How Does Data Visualization Work?

Many organizations add business intelligence, or BI software, to their basic accounting systems to add data visualization capacities to their overall system. This helps them:

  1. Prepare better annual reports by including robust charts and graphs
  2. Engage the media in your work by sharing story-based graphics reporters can use
  3. Publish visualizations to their website and donor sites, adding information in a format easily understood by constituents
  4. Apply for grants with clearer and better information

A Tale of Tails: Data Visualization in Action

The Best Friends Society seeks to transform shelters into no-kill shelters, or shelters where animals are not humanely euthanized but kept at the shelter until adopted. The organization had collected data from 2015 on the state of animal adoptions nationwide but needed a way to publish it so that visitors to their site and people interested in their work could understand the urgent need to save more companion animals.

The organization responded to the challenge by investing in data analytics and business intelligence that transformed raw data into engaging, responsive graphics on their website.
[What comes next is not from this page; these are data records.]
//! Pure update function for the search widget.
//!
//! `update()` takes the current state and a message, mutates the state, and
//! returns the effects the runtime should execute. Nothing here performs I/O,
//! so every transition can be exercised directly in tests.

use super::events::{Effect, LookupTicket, Msg, NavKey, SubmissionTicket};
use super::state::{SearchState, Suggestion};
use crate::config::constants::COMMON_STOCK;
use crate::services::{AnalysisError, AnalysisResult, LookupError, SymbolRecord};

/// Apply a message to the state and return the effects to run.
pub fn update(state: &mut SearchState, msg: Msg) -> Vec<Effect> {
    tracing::trace!(msg = msg.name(), "update");
    match msg {
        Msg::Edit(text) => on_edit(state, text),
        Msg::Key(key) => on_key(state, key),
        Msg::SelectSuggestion(index) => {
            let Some(symbol) = state.suggestions.list().get(index).map(|s| s.symbol.clone()) else {
                return Vec::new();
            };
            commit(state, symbol)
        }
        Msg::SelectHistory(index) => {
            let Some(ticker) = state.history.get(index).map(str::to_string) else {
                return Vec::new();
            };
            let mut effects = set_query(state, ticker.clone());
            effects.extend(submit(state, Some(ticker)));
            effects
        }
        Msg::Submit(explicit) => submit(state, explicit),
        Msg::Clear => clear(state),
        Msg::LookupSettled { ticket, outcome } => on_lookup_settled(state, ticket, outcome),
        Msg::AnalysisSettled { ticket, outcome } => on_analysis_settled(state, ticket, outcome),
    }
}

fn on_edit(state: &mut SearchState, text: String) -> Vec<Effect> {
    if text == state.query {
        return Vec::new();
    }
    state.query = text;
    state.lookup_generation += 1;
    state.suggestions.reveal();

    let trimmed = state.query.trim();
    if trimmed.chars().count() < state.settings.min_query_chars {
        state.suggestions.clear();
        return vec![Effect::CancelLookup];
    }

    vec![Effect::ScheduleLookup {
        ticket: LookupTicket {
            generation: state.lookup_generation,
            query: trimmed.to_string(),
        },
        delay: state.settings.quiet_period,
    }]
}

/// Programmatic query change: invalidates lookups without scheduling one.
fn set_query(state: &mut SearchState, text: String) -> Vec<Effect> {
    if state.query == text {
        return Vec::new();
    }
    state.query = text;
    state.lookup_generation += 1;
    vec![Effect::CancelLookup]
}

fn on_key(state: &mut SearchState, key: NavKey) -> Vec<Effect> {
    if !state.suggestions.is_open() {
        return match key {
            NavKey::Enter => submit(state, None),
            _ => Vec::new(),
        };
    }

    match key {
        NavKey::Down => state.suggestions.select_next(),
        NavKey::Up => state.suggestions.select_previous(),
        NavKey::Escape => state.suggestions.hide(),
        NavKey::Enter => {
            if let Some(selected) = state.suggestions.highlighted_suggestion() {
                let symbol = selected.symbol.clone();
                return commit(state, symbol);
            }
            let exact = state
                .suggestions
                .find_symbol(state.query.trim())
                .map(|s| s.symbol.clone());
            return match exact {
                Some(symbol) => submit(state, Some(symbol)),
                None => {
                    tracing::debug!(query = %state.query, "Enter ignored: no highlighted or matching suggestion");
                    Vec::new()
                }
            };
        }
    }
    Vec::new()
}

/// Take a suggestion: query becomes its symbol, list hides, analysis starts.
fn commit(state: &mut SearchState, symbol: String) -> Vec<Effect> {
    let mut effects = set_query(state, symbol.clone());
    state.suggestions.hide();
    effects.extend(submit(state, Some(symbol)));
    effects
}

fn submit(state: &mut SearchState, explicit: Option<String>) -> Vec<Effect> {
    let ticker = explicit
        .unwrap_or_else(|| state.query.clone())
        .trim()
        .to_string();
    if ticker.is_empty() {
        tracing::debug!("Submit ignored: empty ticker");
        return Vec::new();
    }

    state.loading = true;
    state.result = None;
    state.suggestions.hide();
    // A lookup landing mid-analysis must not reopen the dropdown.
    state.lookup_generation += 1;
    state.submission_seq += 1;

    tracing::debug!(ticker = %ticker, id = state.submission_seq, "Submitting analysis");
    vec![
        Effect::CancelLookup,
        Effect::FetchAnalysis(SubmissionTicket {
            id: state.submission_seq,
            ticker,
        }),
    ]
}

fn clear(state: &mut SearchState) -> Vec<Effect> {
    state.query.clear();
    state.lookup_generation += 1;
    state.result = None;
    state.suggestions.clear();
    vec![Effect::CancelLookup]
}

/// Keep common stocks only, in response order, at most `max` of them.
pub fn common_stock_suggestions(records: Vec<SymbolRecord>, max: usize) -> Vec<Suggestion> {
    records
        .into_iter()
        .filter(|r| r.kind == COMMON_STOCK)
        .take(max)
        .map(|r| Suggestion {
            symbol: r.symbol,
            description: r.description,
        })
        .collect()
}

fn on_lookup_settled(
    state: &mut SearchState,
    ticket: LookupTicket,
    outcome: Result<Vec<SymbolRecord>, LookupError>,
) -> Vec<Effect> {
    if ticket.generation != state.lookup_generation {
        tracing::debug!(
            query = %ticket.query,
            generation = ticket.generation,
            current = state.lookup_generation,
            "Discarding stale lookup"
        );
        return Vec::new();
    }

    match outcome {
        Ok(records) => {
            let list = common_stock_suggestions(records, state.settings.max_suggestions);
            tracing::debug!(query = %ticket.query, count = list.len(), "Suggestions updated");
            state.suggestions.replace(list);
        }
        Err(err) => {
            tracing::warn!(query = %ticket.query, "Symbol lookup failed: {}", err);
            state.suggestions.clear();
        }
    }
    Vec::new()
}

fn on_analysis_settled(
    state: &mut SearchState,
    ticket: SubmissionTicket,
    outcome: Result<AnalysisResult, AnalysisError>,
) -> Vec<Effect> {
    if ticket.id != state.submission_seq {
        tracing::debug!(ticker = %ticket.ticker, id = ticket.id, "Discarding superseded analysis");
        return Vec::new();
    }

    state.loading = false;
    match outcome {
        Ok(result) => {
            state.result = Some(result);
            state.history.push(&ticket.ticker);
            set_query(state, ticket.ticker)
        }
        Err(err) => {
            tracing::warn!(ticker = %ticket.ticker, "Analysis failed: {}", err);
            state.result = Some(AnalysisResult::fetch_failed());
            Vec::new()
        }
    }
}

// ──────────────────── tests ────────────────────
The resulting data visualizations may be seen on many pages on their site, for example, such as the interactive map of the United States that responds to changing demographics as the dataset is updated in the background.
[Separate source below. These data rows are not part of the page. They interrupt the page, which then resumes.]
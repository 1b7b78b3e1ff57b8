// Configuration loader
// Loads settings from ~/.screener/config.toml, then applies environment overrides

use anyhow::{bail, Context, Result};
use serde::Deserialize;
use std::fs;
use std::path::{Path, PathBuf};

use super::colors::{ColorScheme, ColorTheme};
use super::constants::*;
use super::settings::{AnalysisConfig, Config, LookupConfig};

/// On-disk shape of config.toml. Every field is optional.
#[derive(Debug, Default, Deserialize)]
#[serde(deny_unknown_fields)]
struct TomlConfig {
    #[serde(default)]
    lookup: Option<LookupConfig>,
    #[serde(default)]
    analysis: Option<AnalysisConfig>,
    timeout_seconds: Option<u64>,
    quiet_period_ms: Option<u64>,
    min_query_chars: Option<usize>,
    max_suggestions: Option<usize>,
    history_cap: Option<usize>,
    active_theme: Option<String>,
    /// Partial palette, layered over the active theme
    colors: Option<toml::Table>,
    log_path: Option<PathBuf>,
}

/// Default config location
pub fn default_config_path() -> Option<PathBuf> {
    dirs::home_dir().map(|home| home.join(APP_DIR).join("config.toml"))
}

/// Load configuration.
///
/// An explicit `path` must exist. Without one, a missing
/// ~/.screener/config.toml simply yields the defaults.
pub fn load_config(path: Option<&Path>) -> Result<Config> {
    let contents = match path {
        Some(path) => Some(
            fs::read_to_string(path)
                .with_context(|| format!("Failed to read config file {}", path.display()))?,
        ),
        None => match default_config_path() {
            Some(path) if path.exists() => Some(
                fs::read_to_string(&path)
                    .with_context(|| format!("Failed to read config file {}", path.display()))?,
            ),
            _ => None,
        },
    };

    let mut config = match contents {
        Some(contents) => parse_config(&contents)?,
        None => Config::default(),
    };

    apply_env_overrides(&mut config, |key| std::env::var(key).ok());

    config
        .validate()
        .context("Configuration validation failed")?;

    Ok(config)
}

/// Parse config.toml contents on top of the defaults.
pub fn parse_config(contents: &str) -> Result<Config> {
    let toml_config: TomlConfig =
        toml::from_str(contents).context("Failed to parse config.toml")?;

    let mut config = Config::default();

    if let Some(lookup) = toml_config.lookup {
        config.lookup = lookup;
    }
    if let Some(analysis) = toml_config.analysis {
        config.analysis = analysis;
    }
    if let Some(timeout) = toml_config.timeout_seconds {
        config.timeout_seconds = timeout;
    }
    if let Some(quiet) = toml_config.quiet_period_ms {
        config.quiet_period_ms = quiet;
    }
    if let Some(min) = toml_config.min_query_chars {
        config.min_query_chars = min;
    }
    if let Some(max) = toml_config.max_suggestions {
        config.max_suggestions = max;
    }
    if let Some(cap) = toml_config.history_cap {
        config.history_cap = cap;
    }
    if let Some(name) = toml_config.active_theme {
        let Some(theme) = ColorTheme::from_name(&name) else {
            bail!(
                "Unknown theme '{}'. Valid themes: dark, light, high-contrast, solarized",
                name
            );
        };
        config.set_theme(theme);
    }
    // Explicit colors win over the theme palette, field by field.
    if let Some(overrides) = toml_config.colors {
        config.colors = overlay_colors(&config.colors, overrides)?;
    }
    if let Some(log_path) = toml_config.log_path {
        config.log_path = log_path;
    }

    Ok(config)
}

/// Apply a partial `[colors]` table on top of `base`.
fn overlay_colors(base: &ColorScheme, overrides: toml::Table) -> Result<ColorScheme> {
    let toml::Value::Table(mut merged) =
        toml::Value::try_from(base).context("Failed to serialize color scheme")?
    else {
        bail!("Color scheme did not serialize to a table");
    };
    merge_tables(&mut merged, overrides);
    toml::Value::Table(merged)
        .try_into()
        .context("Invalid [colors] table in config.toml")
}

fn merge_tables(base: &mut toml::Table, overlay: toml::Table) {
    for (key, value) in overlay {
        match value {
            toml::Value::Table(table) => match base.get_mut(&key) {
                Some(toml::Value::Table(existing)) => merge_tables(existing, table),
                _ => {
                    base.insert(key, toml::Value::Table(table));
                }
            },
            other => {
                base.insert(key, other);
            }
        }
    }
}

/// Environment variables take precedence over the file.
pub fn apply_env_overrides<F>(config: &mut Config, var: F)
where
    F: Fn(&str) -> Option<String>,
{
    if let Some(token) = var(LOOKUP_TOKEN_ENV).filter(|t| !t.is_empty()) {
        config.lookup.token = Some(token);
    }
    if let Some(url) = var(ANALYSIS_URL_ENV).filter(|u| !u.is_empty()) {
        config.analysis.base_url = url;
    }
}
According to Michael Kabella, interim CIO of Best Friends/Save Them All, in a streaming interview entitled Making Data Actionable: How Best Friends Animal Society Scaled Innovation on Behalf of 6M Furry Friends “ … the new dataset, being able to interact with it in new ways, allowed our mission, advancement, and programming teams, to really make informed, strategic, and tactical decisions that often, in the past, might have been driven by an intuition.”
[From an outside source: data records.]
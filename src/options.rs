//! Configuration for the listing extractor.
//!
//! Listing pages come in two families that share their cell markup but not
//! their needs. Node and tag indexes render relative times and show every
//! topic; the personalized feeds carry exact times in `title` attributes and
//! must hide what the viewer ignored or blocked. `ListOptions` describes the
//! difference so one traversal serves both.

/// Cell selector of node, tag and most index pages.
pub const DEFAULT_CELL_SELECTOR: &str = "#Main .box .cell.item";

/// Where a cell's last-touched time is read from.
#[derive(Debug, Clone, Copy, PartialEq, Eq, Default)]
pub enum TimestampSource {
    /// The rendered text ("3 小时前").
    #[default]
    VisibleText,
    /// The `title` attribute, with the site offset stripped.
    TitleAttribute,
}

/// Where a cell's author username is read from.
#[derive(Debug, Clone, Copy, PartialEq, Eq, Default)]
pub enum UsernameSource {
    /// The `alt` of the avatar image.
    #[default]
    AvatarAlt,
    /// The text of the first member link in the topic info line.
    AnchorText,
}

/// Configuration options for listing extraction.
///
/// # Example
///
/// ```rust
/// use forum_scrape::{ListOptions, TimestampSource};
///
/// // Node index
/// let generic = ListOptions::default();
///
/// // Home feed, with ignore/block filtering
/// let feed = ListOptions::personalized("#Wrapper .box .cell.item");
/// assert_eq!(feed.timestamp_source, TimestampSource::TitleAttribute);
///
/// // Exact times, but no filtering
/// let custom = ListOptions {
///     timestamp_source: TimestampSource::TitleAttribute,
///     ..ListOptions::default()
/// };
/// assert!(!custom.apply_filters);
/// ```
#[derive(Debug, Clone, PartialEq, Eq)]
pub struct ListOptions {
    /// CSS selector matching one element per listing cell.
    ///
    /// Default: [`DEFAULT_CELL_SELECTOR`]
    pub cell_selector: String,

    /// Default: [`TimestampSource::VisibleText`]
    pub timestamp_source: TimestampSource,

    /// Default: [`UsernameSource::AvatarAlt`]
    pub username_source: UsernameSource,

    /// Drop cells whose topic is in the page's `ignored_topics` array or
    /// whose sender is in its `blocked` array.
    ///
    /// Default: `false`
    pub apply_filters: bool,
}

impl Default for ListOptions {
    fn default() -> Self {
        Self::generic()
    }
}

impl ListOptions {
    /// Node/tag index pages.
    #[must_use]
    pub fn generic() -> Self {
        Self {
            cell_selector: DEFAULT_CELL_SELECTOR.to_string(),
            timestamp_source: TimestampSource::VisibleText,
            username_source: UsernameSource::AvatarAlt,
            apply_filters: false,
        }
    }

    /// Personalized feeds: exact times, anchor usernames, filtering on.
    #[must_use]
    pub fn personalized(cell_selector: impl Into<String>) -> Self {
        Self {
            cell_selector: cell_selector.into(),
            timestamp_source: TimestampSource::TitleAttribute,
            username_source: UsernameSource::AnchorText,
            apply_filters: true,
        }
    }
}

#[cfg(test)]
mod tests {
    use super::*;

    #[test]
    fn default_is_generic_listing() {
        let options = ListOptions::default();
        assert_eq!(options.cell_selector, DEFAULT_CELL_SELECTOR);
        assert_eq!(options.timestamp_source, TimestampSource::VisibleText);
        assert_eq!(options.username_source, UsernameSource::AvatarAlt);
        assert!(!options.apply_filters);
    }

    #[test]
    fn personalized_preset() {
        let options = ListOptions::personalized(".cell.item");
        assert_eq!(options.cell_selector, ".cell.item");
        assert_eq!(options.username_source, UsernameSource::AnchorText);
        assert!(options.apply_filters);
    }
}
He also relayed positive responses and benefits from sharing the new data visualizations with supporters and donors. “We also found out that our supporters and donors really responded positively to the visuals. It gave them an ability to identify with the information in a way that previously they hadn’t been able to with a spreadsheet of data. Because of that, we saw an impact on life saving and on donations.”

Cloud-based software is rapidly making robust nonprofit accounting software more affordable. It’s also easier to add on business intelligence and data visualization tools than ever before. Considering that nonprofits like Best Friends/Save Them All believe that adding this software made a big difference on saving the lives of companion animals, it may be worthwhile investigating it for your organization.

Welter Consulting

Welter Consulting bridges people and technology together for effective solutions for nonprofit organizations. We offer software and services that can help you with your accounting needs. Please contact Welter Consulting at (206) 605-3113 for more information.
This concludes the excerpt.